**Required action**
Should the word "wanted" occur in a line of the records, copy that line.

**Data provided**
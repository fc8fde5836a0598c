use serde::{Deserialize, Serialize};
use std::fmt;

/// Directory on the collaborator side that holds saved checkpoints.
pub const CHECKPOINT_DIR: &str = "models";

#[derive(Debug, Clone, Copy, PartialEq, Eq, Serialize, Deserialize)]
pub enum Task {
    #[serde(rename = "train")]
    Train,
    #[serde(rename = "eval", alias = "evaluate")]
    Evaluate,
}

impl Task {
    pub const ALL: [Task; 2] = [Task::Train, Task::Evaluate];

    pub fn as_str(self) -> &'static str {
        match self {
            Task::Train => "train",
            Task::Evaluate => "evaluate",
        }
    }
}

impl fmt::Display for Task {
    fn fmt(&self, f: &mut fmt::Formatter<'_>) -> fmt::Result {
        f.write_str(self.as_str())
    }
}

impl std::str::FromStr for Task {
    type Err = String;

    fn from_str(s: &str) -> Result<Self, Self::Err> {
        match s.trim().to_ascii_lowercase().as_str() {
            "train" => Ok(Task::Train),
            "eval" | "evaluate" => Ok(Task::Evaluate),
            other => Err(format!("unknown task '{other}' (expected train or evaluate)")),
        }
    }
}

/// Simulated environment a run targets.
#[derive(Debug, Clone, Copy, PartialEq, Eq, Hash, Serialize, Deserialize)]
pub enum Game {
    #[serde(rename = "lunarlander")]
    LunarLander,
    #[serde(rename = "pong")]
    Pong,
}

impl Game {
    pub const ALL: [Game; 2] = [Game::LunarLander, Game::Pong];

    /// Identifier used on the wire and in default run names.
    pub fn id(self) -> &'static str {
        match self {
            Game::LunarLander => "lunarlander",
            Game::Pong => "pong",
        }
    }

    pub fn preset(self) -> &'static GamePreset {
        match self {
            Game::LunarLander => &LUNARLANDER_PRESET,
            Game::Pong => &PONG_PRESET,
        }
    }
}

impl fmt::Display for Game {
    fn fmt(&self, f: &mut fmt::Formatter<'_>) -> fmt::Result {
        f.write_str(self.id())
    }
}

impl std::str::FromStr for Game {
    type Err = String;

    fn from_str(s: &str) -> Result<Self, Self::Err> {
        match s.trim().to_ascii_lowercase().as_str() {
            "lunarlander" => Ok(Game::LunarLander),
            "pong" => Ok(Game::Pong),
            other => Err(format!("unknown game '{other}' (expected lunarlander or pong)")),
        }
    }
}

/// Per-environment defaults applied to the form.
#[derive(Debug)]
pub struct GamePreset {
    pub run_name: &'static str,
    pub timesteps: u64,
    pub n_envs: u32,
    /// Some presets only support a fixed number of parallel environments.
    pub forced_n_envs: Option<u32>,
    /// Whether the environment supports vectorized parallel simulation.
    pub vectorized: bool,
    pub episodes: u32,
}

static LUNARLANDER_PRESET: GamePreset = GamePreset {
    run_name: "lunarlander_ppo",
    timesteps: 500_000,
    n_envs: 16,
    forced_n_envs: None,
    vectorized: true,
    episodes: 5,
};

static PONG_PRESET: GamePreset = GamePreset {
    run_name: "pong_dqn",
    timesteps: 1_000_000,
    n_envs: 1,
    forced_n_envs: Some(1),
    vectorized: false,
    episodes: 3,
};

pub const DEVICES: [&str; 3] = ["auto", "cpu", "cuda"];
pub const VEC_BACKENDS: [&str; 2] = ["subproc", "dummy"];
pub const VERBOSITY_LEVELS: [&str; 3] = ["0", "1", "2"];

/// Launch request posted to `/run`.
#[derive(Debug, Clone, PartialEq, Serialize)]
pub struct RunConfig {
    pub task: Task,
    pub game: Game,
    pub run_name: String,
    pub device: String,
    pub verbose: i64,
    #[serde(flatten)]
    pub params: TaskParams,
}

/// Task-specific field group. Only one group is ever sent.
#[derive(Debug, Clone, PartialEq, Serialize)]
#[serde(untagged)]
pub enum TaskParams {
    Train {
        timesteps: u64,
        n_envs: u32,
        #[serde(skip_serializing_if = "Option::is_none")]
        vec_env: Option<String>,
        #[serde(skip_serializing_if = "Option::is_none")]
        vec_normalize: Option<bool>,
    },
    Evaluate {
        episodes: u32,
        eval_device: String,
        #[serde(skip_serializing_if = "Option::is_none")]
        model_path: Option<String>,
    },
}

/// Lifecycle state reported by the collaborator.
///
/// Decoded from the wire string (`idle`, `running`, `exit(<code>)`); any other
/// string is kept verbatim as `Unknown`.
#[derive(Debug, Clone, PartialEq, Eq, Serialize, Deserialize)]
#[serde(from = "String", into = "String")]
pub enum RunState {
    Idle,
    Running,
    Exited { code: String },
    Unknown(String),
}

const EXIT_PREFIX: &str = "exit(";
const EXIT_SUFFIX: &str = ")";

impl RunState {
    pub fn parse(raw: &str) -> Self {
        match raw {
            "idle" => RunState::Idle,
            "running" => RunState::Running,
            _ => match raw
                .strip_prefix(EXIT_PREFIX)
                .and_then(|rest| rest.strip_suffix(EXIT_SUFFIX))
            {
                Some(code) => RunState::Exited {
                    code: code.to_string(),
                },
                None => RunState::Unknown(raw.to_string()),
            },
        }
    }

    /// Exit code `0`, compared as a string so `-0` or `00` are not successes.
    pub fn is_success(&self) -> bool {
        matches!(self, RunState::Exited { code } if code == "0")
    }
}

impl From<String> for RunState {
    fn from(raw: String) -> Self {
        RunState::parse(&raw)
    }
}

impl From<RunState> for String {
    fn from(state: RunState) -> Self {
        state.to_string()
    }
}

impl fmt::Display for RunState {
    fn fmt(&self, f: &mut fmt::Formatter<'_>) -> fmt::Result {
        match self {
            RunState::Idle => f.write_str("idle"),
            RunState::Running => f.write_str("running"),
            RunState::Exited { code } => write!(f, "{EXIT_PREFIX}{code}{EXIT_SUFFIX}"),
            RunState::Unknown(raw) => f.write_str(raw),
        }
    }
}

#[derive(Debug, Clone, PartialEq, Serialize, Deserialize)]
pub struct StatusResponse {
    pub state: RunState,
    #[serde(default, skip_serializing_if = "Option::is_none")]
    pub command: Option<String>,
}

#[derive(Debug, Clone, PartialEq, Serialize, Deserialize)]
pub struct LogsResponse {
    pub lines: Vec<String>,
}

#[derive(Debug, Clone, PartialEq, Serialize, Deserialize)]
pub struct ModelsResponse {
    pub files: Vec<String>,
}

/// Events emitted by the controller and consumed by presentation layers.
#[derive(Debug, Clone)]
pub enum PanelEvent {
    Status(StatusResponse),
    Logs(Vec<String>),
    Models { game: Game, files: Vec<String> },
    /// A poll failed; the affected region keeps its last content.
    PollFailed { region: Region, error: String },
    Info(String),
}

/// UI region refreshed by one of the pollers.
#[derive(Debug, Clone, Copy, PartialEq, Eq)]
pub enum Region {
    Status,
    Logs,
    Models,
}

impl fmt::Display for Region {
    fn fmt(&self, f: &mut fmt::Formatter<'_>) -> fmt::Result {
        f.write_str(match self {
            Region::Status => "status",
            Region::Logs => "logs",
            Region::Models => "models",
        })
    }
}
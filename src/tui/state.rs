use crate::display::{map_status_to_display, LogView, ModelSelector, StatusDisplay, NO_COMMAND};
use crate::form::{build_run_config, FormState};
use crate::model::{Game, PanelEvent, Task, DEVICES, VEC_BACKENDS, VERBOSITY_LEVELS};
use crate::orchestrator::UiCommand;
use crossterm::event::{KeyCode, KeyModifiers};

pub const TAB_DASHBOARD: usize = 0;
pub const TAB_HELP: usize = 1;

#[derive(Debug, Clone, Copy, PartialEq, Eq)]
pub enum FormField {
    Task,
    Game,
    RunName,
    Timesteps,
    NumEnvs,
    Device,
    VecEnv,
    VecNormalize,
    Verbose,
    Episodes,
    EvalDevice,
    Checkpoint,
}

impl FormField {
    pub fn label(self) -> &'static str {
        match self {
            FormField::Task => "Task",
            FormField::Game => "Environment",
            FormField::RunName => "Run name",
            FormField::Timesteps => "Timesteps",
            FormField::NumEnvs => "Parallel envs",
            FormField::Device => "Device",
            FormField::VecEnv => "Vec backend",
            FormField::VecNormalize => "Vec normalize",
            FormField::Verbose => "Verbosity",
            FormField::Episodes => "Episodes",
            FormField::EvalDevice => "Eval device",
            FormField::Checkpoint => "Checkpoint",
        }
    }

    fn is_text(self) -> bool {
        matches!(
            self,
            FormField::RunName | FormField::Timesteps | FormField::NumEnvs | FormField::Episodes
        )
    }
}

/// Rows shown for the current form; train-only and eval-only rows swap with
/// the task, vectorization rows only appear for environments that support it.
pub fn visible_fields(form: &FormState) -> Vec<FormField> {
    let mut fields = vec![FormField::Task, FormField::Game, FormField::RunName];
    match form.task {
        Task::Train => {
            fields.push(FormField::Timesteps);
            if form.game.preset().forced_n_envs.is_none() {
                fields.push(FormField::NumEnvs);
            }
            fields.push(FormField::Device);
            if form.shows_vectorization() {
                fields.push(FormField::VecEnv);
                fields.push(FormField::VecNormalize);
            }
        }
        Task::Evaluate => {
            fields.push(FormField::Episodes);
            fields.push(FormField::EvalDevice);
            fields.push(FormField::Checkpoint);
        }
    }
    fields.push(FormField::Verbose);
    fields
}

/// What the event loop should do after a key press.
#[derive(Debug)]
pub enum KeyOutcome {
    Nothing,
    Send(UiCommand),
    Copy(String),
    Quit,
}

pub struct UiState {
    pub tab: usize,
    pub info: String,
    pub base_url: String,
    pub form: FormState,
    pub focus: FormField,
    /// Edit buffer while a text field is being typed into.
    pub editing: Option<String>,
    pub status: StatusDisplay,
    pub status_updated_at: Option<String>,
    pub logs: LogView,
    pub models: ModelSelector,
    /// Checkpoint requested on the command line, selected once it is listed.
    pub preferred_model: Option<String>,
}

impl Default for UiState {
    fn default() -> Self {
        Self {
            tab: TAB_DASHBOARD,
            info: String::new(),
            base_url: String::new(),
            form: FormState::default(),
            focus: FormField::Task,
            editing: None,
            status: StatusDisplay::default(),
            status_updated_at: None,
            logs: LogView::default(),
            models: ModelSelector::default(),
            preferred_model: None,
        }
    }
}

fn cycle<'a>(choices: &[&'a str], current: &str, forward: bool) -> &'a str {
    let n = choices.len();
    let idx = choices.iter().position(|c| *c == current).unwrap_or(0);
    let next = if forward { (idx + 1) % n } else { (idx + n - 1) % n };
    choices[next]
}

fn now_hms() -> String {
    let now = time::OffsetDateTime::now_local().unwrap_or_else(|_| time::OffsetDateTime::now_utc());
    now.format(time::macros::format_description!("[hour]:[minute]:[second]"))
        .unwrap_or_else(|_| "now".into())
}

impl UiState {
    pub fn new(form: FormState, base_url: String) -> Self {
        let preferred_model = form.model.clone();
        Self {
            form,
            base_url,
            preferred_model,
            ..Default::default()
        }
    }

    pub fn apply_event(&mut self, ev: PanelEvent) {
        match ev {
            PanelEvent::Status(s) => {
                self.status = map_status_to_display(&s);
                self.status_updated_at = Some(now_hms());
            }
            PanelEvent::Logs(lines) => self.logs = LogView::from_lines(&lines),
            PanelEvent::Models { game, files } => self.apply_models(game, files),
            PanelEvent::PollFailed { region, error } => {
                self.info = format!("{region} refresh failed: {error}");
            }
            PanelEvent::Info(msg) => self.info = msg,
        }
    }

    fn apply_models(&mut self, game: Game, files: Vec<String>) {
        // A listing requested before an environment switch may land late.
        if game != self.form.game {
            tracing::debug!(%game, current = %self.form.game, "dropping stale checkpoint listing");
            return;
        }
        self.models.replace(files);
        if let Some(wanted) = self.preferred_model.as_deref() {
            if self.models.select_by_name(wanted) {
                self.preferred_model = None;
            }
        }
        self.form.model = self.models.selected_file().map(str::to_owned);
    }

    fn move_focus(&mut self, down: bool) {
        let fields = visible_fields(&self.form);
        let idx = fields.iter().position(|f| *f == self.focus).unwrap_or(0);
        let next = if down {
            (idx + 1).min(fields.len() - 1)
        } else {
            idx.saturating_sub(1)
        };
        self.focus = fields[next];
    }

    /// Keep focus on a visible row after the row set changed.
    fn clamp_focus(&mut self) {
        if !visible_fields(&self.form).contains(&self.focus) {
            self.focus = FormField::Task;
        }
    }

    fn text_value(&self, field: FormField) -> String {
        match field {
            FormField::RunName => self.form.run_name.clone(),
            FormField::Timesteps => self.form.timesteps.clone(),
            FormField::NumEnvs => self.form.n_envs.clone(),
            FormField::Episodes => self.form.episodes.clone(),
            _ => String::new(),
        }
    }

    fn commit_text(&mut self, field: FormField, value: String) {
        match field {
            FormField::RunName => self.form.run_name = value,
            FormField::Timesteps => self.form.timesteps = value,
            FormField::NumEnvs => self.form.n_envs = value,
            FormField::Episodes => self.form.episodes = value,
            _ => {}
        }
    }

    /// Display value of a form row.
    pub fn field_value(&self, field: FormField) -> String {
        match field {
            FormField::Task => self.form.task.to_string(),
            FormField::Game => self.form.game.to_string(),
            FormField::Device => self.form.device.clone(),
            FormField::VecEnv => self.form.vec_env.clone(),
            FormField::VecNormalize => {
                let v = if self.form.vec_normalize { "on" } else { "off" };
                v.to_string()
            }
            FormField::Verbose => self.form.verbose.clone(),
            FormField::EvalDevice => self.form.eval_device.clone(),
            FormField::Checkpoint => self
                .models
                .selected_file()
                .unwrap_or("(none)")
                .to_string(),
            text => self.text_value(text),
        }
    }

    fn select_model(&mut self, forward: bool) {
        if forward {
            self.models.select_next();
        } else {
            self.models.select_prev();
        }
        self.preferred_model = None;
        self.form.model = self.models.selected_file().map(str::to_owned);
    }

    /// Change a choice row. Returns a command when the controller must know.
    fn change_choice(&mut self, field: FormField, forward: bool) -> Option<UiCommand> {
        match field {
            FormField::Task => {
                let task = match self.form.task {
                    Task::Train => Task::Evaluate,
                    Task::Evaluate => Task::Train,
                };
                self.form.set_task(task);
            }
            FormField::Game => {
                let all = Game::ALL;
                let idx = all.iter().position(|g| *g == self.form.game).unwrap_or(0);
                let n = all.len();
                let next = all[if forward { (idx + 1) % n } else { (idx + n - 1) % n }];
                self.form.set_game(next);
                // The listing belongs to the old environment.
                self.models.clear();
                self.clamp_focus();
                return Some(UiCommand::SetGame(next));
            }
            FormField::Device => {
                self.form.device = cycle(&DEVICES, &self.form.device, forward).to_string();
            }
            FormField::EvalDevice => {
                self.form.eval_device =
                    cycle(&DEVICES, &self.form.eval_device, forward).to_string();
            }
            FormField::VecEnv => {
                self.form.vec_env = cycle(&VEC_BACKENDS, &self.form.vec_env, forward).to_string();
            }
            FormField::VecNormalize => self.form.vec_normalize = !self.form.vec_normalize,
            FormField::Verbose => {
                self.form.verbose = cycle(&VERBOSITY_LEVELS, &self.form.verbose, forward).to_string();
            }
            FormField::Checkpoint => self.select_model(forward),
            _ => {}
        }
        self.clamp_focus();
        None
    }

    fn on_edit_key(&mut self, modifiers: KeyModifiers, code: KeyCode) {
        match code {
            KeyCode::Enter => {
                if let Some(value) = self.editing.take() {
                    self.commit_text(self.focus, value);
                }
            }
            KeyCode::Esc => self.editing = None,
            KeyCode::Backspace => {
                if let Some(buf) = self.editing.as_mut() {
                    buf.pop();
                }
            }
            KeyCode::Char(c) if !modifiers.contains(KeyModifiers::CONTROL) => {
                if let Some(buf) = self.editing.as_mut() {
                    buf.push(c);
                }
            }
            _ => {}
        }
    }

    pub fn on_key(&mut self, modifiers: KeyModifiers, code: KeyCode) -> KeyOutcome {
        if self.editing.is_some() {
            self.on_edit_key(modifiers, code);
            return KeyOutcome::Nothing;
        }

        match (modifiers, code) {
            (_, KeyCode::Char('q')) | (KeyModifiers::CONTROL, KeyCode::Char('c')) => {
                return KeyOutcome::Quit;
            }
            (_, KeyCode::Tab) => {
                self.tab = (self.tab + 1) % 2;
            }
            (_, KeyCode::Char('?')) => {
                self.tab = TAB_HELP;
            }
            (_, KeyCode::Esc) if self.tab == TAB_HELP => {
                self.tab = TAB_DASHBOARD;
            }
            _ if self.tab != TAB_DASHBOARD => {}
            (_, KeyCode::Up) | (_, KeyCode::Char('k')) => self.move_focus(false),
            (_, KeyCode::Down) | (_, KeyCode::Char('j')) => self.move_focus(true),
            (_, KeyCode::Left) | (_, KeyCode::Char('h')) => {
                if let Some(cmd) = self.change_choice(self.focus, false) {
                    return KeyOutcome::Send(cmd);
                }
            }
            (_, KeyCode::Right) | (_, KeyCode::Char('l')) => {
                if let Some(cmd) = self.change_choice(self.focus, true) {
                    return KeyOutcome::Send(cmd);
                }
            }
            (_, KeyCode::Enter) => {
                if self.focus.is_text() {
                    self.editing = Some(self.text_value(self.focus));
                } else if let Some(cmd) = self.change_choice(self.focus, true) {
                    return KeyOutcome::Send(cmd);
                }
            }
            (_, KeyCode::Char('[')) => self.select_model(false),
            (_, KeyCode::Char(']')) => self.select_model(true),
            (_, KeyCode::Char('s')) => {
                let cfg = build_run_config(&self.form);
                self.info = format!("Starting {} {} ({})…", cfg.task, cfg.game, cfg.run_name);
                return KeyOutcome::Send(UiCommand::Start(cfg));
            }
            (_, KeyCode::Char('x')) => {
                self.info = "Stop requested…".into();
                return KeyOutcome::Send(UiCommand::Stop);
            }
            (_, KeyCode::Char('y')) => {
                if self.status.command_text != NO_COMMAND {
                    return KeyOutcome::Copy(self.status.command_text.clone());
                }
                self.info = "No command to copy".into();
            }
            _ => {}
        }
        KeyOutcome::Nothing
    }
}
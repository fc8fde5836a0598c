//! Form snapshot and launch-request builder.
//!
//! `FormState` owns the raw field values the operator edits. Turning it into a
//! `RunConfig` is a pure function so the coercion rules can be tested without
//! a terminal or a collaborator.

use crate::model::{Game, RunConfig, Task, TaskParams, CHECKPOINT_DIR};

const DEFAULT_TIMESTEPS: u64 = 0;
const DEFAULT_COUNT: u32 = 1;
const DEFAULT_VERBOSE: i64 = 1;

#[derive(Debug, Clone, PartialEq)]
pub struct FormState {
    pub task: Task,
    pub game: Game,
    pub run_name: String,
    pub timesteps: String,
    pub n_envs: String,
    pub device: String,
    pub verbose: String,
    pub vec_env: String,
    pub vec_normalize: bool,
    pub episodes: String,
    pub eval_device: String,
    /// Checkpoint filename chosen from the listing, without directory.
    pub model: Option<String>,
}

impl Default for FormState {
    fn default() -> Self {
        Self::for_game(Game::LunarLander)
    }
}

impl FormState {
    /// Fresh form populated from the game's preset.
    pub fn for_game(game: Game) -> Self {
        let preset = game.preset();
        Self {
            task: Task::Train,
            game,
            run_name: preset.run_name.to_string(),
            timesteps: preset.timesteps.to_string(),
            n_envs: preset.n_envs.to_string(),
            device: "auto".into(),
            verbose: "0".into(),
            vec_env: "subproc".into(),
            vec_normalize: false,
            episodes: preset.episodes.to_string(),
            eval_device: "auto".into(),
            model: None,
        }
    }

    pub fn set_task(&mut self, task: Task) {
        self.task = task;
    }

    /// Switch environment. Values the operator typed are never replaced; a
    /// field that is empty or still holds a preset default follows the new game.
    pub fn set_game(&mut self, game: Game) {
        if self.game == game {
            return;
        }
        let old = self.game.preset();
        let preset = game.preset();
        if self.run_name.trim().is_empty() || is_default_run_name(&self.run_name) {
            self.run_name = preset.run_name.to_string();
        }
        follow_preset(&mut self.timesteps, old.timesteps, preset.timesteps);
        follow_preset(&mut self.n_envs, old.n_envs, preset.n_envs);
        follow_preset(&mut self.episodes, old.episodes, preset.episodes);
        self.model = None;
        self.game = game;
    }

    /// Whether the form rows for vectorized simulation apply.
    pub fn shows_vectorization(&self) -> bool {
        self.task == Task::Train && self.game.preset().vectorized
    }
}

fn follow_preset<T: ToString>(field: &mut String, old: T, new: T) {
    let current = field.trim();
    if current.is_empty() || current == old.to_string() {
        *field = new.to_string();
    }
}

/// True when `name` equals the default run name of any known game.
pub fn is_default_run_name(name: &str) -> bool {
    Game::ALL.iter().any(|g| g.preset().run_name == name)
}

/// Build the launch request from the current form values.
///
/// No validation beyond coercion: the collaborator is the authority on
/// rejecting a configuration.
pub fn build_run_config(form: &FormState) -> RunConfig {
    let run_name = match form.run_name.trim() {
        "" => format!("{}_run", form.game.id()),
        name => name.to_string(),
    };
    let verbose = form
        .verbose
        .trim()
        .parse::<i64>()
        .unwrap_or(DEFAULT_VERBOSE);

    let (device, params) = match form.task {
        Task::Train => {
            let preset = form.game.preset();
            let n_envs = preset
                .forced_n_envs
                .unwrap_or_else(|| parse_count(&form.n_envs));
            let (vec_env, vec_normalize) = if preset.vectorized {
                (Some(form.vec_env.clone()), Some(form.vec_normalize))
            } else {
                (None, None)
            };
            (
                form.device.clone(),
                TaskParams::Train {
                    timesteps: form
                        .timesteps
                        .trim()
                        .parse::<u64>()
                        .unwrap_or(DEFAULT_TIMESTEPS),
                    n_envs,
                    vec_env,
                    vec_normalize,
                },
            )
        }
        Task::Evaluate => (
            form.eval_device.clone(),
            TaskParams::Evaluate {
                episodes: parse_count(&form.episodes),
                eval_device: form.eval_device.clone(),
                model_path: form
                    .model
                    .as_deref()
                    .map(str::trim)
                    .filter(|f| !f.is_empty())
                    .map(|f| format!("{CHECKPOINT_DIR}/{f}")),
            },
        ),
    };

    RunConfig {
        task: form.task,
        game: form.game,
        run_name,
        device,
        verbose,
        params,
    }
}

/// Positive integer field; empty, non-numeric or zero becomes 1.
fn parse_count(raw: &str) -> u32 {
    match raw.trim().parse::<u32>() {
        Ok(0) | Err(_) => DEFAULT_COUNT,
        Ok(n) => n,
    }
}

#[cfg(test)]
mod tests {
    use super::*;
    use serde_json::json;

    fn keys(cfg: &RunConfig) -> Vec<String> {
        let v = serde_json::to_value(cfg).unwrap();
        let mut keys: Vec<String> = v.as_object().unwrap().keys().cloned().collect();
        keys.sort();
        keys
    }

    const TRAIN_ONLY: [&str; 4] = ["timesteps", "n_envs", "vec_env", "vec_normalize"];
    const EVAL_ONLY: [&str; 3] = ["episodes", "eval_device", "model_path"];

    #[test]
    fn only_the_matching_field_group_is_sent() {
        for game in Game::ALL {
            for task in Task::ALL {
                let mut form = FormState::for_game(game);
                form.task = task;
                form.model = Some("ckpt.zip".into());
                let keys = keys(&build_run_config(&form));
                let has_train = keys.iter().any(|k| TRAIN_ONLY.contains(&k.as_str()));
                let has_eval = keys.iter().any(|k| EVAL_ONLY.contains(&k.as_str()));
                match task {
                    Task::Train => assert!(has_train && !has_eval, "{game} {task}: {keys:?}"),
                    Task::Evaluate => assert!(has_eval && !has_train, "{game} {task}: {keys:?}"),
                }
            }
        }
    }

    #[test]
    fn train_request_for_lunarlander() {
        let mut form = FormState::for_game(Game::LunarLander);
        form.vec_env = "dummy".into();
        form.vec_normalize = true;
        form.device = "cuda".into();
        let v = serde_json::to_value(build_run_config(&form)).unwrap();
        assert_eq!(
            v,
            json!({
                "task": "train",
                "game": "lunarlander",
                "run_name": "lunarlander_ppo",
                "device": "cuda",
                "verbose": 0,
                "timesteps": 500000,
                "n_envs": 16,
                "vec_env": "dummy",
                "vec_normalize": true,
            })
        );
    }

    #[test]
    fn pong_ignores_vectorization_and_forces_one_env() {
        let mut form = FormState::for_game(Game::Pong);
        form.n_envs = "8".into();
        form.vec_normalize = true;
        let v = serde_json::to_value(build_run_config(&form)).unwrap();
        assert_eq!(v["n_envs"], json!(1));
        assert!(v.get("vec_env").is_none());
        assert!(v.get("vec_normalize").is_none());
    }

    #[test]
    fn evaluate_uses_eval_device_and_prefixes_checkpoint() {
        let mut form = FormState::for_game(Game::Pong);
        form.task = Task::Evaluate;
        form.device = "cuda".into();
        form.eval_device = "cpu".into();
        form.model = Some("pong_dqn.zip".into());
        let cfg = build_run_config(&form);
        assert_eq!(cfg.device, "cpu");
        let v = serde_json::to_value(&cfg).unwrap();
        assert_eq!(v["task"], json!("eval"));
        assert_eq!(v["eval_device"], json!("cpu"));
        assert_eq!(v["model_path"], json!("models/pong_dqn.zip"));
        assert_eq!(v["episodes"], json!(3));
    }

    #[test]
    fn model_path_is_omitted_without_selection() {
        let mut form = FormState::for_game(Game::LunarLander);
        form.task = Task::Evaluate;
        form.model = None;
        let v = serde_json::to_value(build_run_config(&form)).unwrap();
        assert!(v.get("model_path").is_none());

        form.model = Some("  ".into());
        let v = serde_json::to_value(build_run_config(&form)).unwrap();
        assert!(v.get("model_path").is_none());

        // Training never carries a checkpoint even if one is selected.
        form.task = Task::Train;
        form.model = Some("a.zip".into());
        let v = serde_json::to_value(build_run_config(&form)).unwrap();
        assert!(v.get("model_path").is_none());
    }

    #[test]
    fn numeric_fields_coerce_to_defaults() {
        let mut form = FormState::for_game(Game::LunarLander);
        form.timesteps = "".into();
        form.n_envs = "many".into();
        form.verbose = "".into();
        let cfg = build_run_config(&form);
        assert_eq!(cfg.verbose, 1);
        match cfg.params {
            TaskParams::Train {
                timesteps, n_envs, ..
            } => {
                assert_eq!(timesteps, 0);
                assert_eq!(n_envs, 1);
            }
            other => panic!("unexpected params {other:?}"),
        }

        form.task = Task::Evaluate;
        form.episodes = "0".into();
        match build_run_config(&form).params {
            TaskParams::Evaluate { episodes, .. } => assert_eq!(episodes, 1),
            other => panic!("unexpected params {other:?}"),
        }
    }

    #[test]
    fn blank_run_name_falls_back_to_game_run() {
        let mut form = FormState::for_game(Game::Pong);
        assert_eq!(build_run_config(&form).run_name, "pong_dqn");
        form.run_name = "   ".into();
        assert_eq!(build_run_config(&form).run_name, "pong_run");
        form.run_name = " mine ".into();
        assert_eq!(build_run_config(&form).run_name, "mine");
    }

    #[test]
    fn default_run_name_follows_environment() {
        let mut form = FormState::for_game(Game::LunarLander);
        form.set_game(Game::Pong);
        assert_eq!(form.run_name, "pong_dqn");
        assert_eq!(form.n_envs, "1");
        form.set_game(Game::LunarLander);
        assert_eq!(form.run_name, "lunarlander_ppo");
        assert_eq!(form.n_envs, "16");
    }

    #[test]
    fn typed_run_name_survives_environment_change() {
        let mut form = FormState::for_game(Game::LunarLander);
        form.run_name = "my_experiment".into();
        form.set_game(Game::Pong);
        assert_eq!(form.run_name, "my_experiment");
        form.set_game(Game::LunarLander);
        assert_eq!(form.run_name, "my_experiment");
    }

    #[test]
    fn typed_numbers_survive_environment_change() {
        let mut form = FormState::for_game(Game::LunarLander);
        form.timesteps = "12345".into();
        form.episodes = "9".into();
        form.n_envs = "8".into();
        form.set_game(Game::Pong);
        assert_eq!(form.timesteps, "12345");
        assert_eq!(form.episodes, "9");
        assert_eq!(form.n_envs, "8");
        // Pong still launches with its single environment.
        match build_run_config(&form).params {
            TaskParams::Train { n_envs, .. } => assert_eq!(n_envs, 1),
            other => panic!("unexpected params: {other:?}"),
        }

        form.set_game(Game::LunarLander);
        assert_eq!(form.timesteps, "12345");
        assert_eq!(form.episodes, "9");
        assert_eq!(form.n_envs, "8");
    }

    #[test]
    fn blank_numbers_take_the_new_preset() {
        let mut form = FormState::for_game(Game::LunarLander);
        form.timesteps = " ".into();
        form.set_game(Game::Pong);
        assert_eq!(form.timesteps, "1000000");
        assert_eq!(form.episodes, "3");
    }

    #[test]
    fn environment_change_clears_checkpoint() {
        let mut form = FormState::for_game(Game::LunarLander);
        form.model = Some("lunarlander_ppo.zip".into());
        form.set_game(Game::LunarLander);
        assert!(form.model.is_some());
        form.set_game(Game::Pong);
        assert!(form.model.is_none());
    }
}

**Answer for this exercise**
        if let Some(wanted) = self.preferred_model.as_deref() {
            if self.models.select_by_name(wanted) {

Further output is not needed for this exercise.